Would you please return the lines of the entries below starting at the line that has "if let Some(value) = output.get(&self.field)" and ending at the line that has "side is driven", both included, exactly as they are?

[Data records]
——————

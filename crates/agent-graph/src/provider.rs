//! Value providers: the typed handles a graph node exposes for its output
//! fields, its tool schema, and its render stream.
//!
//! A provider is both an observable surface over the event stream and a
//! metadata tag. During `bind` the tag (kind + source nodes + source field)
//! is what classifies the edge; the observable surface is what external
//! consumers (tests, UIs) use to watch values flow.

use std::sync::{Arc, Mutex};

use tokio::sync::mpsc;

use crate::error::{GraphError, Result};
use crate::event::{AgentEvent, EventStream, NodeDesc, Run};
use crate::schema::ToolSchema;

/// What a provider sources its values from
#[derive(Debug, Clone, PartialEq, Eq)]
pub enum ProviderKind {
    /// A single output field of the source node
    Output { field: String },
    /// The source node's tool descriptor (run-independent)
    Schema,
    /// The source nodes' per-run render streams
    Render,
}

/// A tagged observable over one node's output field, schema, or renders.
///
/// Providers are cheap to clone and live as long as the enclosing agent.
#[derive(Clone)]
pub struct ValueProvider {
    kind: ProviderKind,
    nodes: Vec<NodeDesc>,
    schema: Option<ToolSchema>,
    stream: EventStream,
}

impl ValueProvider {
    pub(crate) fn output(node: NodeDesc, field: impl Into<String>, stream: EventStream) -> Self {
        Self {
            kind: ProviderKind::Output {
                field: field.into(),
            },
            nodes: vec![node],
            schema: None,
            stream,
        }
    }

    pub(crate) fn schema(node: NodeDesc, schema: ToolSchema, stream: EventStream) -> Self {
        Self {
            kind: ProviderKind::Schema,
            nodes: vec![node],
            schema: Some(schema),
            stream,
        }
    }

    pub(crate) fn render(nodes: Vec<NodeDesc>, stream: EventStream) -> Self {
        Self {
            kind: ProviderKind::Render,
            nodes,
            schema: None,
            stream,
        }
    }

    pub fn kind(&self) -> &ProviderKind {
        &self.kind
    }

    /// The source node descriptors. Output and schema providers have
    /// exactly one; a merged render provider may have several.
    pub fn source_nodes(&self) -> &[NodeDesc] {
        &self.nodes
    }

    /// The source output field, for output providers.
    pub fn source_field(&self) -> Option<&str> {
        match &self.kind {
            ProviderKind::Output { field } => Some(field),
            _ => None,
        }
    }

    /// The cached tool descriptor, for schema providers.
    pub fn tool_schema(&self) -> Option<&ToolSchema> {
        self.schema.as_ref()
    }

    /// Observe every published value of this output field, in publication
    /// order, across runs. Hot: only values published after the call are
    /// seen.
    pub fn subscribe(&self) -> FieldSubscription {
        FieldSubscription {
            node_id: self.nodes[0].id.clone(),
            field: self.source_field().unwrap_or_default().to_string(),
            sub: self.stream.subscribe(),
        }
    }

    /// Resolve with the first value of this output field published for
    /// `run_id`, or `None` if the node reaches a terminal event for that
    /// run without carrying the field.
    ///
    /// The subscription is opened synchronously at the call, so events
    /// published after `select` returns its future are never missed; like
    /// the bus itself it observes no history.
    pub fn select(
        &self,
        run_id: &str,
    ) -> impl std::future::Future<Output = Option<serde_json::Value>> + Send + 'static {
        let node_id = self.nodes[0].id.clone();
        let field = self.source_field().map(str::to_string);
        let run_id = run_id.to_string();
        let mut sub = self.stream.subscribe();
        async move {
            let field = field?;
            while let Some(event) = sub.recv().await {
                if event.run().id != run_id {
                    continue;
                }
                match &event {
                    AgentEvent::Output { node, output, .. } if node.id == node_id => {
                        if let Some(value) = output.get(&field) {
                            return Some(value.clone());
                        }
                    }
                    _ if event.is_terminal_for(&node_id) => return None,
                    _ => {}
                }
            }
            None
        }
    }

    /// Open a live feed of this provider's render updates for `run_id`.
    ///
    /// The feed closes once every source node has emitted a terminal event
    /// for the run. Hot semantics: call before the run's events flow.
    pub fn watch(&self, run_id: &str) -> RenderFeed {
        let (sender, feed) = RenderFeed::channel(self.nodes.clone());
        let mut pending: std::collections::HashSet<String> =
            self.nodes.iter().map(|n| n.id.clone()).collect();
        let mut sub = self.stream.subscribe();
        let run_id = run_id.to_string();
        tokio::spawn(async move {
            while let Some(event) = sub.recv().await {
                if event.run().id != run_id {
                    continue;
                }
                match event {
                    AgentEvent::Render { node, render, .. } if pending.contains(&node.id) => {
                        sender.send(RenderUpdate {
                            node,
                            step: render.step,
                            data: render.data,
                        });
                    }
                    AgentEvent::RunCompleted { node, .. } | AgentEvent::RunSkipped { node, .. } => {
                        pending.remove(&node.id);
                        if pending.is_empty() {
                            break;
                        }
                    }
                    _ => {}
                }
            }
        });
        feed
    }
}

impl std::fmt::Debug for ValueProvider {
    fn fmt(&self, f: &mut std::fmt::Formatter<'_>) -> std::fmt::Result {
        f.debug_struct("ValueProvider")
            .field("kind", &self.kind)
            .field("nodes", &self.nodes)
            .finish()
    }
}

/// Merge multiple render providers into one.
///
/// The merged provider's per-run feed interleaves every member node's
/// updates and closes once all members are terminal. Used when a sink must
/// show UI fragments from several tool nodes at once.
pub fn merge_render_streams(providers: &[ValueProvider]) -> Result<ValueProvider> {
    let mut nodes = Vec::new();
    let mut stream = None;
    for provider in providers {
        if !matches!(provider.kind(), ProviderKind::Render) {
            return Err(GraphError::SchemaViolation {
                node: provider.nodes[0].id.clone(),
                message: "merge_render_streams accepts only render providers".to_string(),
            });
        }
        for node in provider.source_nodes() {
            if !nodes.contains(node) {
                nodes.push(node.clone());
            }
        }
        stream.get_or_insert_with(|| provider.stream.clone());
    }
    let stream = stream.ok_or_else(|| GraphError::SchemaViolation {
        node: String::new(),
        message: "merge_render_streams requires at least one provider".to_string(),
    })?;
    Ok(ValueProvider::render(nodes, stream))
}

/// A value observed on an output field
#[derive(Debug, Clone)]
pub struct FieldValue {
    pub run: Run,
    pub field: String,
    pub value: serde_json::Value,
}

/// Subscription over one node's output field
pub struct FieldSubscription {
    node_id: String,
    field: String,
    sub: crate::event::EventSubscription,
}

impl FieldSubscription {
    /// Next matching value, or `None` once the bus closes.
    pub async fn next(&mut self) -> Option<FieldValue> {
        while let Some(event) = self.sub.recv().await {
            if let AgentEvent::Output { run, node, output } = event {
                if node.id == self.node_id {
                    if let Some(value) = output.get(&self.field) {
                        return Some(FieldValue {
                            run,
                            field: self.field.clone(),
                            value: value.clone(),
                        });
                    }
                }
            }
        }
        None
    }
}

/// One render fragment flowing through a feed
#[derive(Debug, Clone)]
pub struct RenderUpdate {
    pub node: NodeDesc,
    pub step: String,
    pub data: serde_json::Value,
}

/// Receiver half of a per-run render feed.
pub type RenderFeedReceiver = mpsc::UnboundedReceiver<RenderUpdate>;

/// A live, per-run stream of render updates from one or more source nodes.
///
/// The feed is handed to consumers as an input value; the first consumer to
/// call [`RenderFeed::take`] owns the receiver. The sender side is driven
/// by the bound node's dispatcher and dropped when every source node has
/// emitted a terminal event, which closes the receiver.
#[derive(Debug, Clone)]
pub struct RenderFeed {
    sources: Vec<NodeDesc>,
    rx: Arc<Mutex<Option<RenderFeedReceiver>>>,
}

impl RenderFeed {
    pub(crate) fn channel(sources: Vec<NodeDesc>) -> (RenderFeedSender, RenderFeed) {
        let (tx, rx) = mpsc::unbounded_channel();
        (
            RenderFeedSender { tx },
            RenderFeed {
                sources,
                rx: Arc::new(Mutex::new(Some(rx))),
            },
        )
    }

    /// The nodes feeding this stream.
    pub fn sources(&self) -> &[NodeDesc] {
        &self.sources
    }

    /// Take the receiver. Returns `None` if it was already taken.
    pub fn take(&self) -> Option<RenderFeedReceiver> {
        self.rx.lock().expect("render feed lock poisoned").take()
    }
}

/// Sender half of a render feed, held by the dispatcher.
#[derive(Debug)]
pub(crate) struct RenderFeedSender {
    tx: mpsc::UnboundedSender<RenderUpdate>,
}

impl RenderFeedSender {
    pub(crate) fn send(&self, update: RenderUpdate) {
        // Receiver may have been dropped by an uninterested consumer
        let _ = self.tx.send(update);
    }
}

——————

> **TASK OUTPUT**
                    if let Some(value) = output.get(&self.field) {
                        return Some(FieldValue {
                            run,
                            field: self.field.clone(),
                            value: value.clone(),
                        });
                    }
                }
            }
        }
        None
    }
}

/// One render fragment flowing through a feed
#[derive(Debug, Clone)]
pub struct RenderUpdate {
    pub node: NodeDesc,
    pub step: String,
    pub data: serde_json::Value,
}

/// Receiver half of a per-run render feed.
pub type RenderFeedReceiver = mpsc::UnboundedReceiver<RenderUpdate>;

/// A live, per-run stream of render updates from one or more source nodes.
///
/// The feed is handed to consumers as an input value; the first consumer to
/// call [`RenderFeed::take`] owns the receiver. The sender side is driven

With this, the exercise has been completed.